On Monday, the Bank of Israel ordered a reduction in certain bank fees in an effort to protect consumers and level the playing field among banks.
Meretz MK Ilan Gilon echoed Kahlon’s sentiment.
“It’s good that the bank is going to fire hundreds of workers so it can double, triple, quadruple its profits. In the meantime, we’ll remain a country in which a teacher works for 30 years in order to earn what a bank manager makes in a month,” he said.
Hapoalim, which has cut about 1,000 jobs in recent years, says it is coordinating its plans with its worker unions.

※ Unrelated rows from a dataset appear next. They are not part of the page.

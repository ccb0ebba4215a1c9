//! "Recommended Songs" list

use crate::songs::Song;
use crate::ui::theme::Theme;
use egui::{RichText, Sense, Vec2};

pub struct SongList<'a> {
    songs: &'a [Song],
    theme: &'a Theme,
}

impl<'a> SongList<'a> {
    pub fn new(songs: &'a [Song], theme: &'a Theme) -> Self {
        Self { songs, theme }
    }

    /// Show the list; returns the song whose play button was clicked
    pub fn show(self, ui: &mut egui::Ui) -> Option<&'a Song> {
        ui.label(
            RichText::new("Recommended Songs")
                .size(16.0)
                .strong()
                .color(self.theme.text_primary),
        );
        ui.add_space(self.theme.spacing_sm);

        let mut played = None;
        for (index, song) in self.songs.iter().enumerate() {
            ui.push_id(index, |ui| {
                if self.show_row(ui, index + 1, song) {
                    played = Some(song);
                }
            });
        }

        if let Some(song) = played {
            ui.ctx().open_url(egui::OpenUrl::new_tab(song.track_url));
        }
        played
    }

    fn show_row(&self, ui: &mut egui::Ui, position: usize, song: &Song) -> bool {
        let mut clicked = false;

        egui::Frame::none()
            .fill(self.theme.bg_tertiary.gamma_multiply(0.5))
            .rounding(self.theme.button_rounding)
            .inner_margin(self.theme.spacing_sm)
            .show(ui, |ui| {
                ui.horizontal(|ui| {
                    self.show_cover(ui);

                    let details = ui.vertical(|ui| {
                        ui.label(
                            RichText::new(song.title)
                                .size(14.0)
                                .strong()
                                .color(self.theme.text_primary),
                        );
                        ui.label(
                            RichText::new(song.artist)
                                .size(12.0)
                                .color(self.theme.text_muted),
                        );
                    });
                    let description = format!("Song {}: {}", position, song.describe());
                    details.response.widget_info(|| {
                        egui::WidgetInfo::labeled(egui::WidgetType::Label, true, &description)
                    });

                    ui.with_layout(egui::Layout::right_to_left(egui::Align::Center), |ui| {
                        let button = ui
                            .add(egui::Button::new(RichText::new("▶").size(14.0)))
                            .on_hover_text(song.track_url);
                        button.widget_info(|| {
                            egui::WidgetInfo::labeled(
                                egui::WidgetType::Button,
                                true,
                                format!("Play song {}: {}", position, song.describe()),
                            )
                        });
                        clicked = button.clicked();
                    });
                });
            });

        clicked
    }

    /// Cover art stand-in
    fn show_cover(&self, ui: &mut egui::Ui) {
        let (rect, _) = ui.allocate_exact_size(Vec2::splat(40.0), Sense::hover());
        if ui.is_rect_visible(rect) {
            let painter = ui.painter();
            painter.rect_filled(rect, self.theme.button_rounding, self.theme.primary.gamma_multiply(0.6));
            painter.text(
                rect.center(),
                egui::Align2::CENTER_CENTER,
                "♪",
                egui::FontId::proportional(18.0),
                self.theme.text_primary,
            );
        }
    }
}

Chairman Yair Seroussi said increasing efficiency was one of the three central points in the bank’s strategic plan, alongside driving growth and technology.
“Bank Hapoalim’s vision includes a commitment to Israeli society, in which we operate and from which we draw our strength,” he said.
To that end, the bank introduced a new “digital branch” concept on Monday, which would increase technology in branches to help identify customers as they enter, allow them to use tablets to carry out transactions and sign digital forms and allow videoconferencing with advisers remotely.
The steps were expected to reduce paper and increase efficiency, which may lower its labor requirements. The first digital branches will open this year.
Hapoalim announced earlier in the day that its profit rose to NIS 2.74 billion in 2014 (See story, Page 18). It also reported that its efficiency program, which will be based mainly on early-retirement packages, will cost NIS 390 million. Already in 2014, it said its salary-related expenditures had decreased 2.5 percent.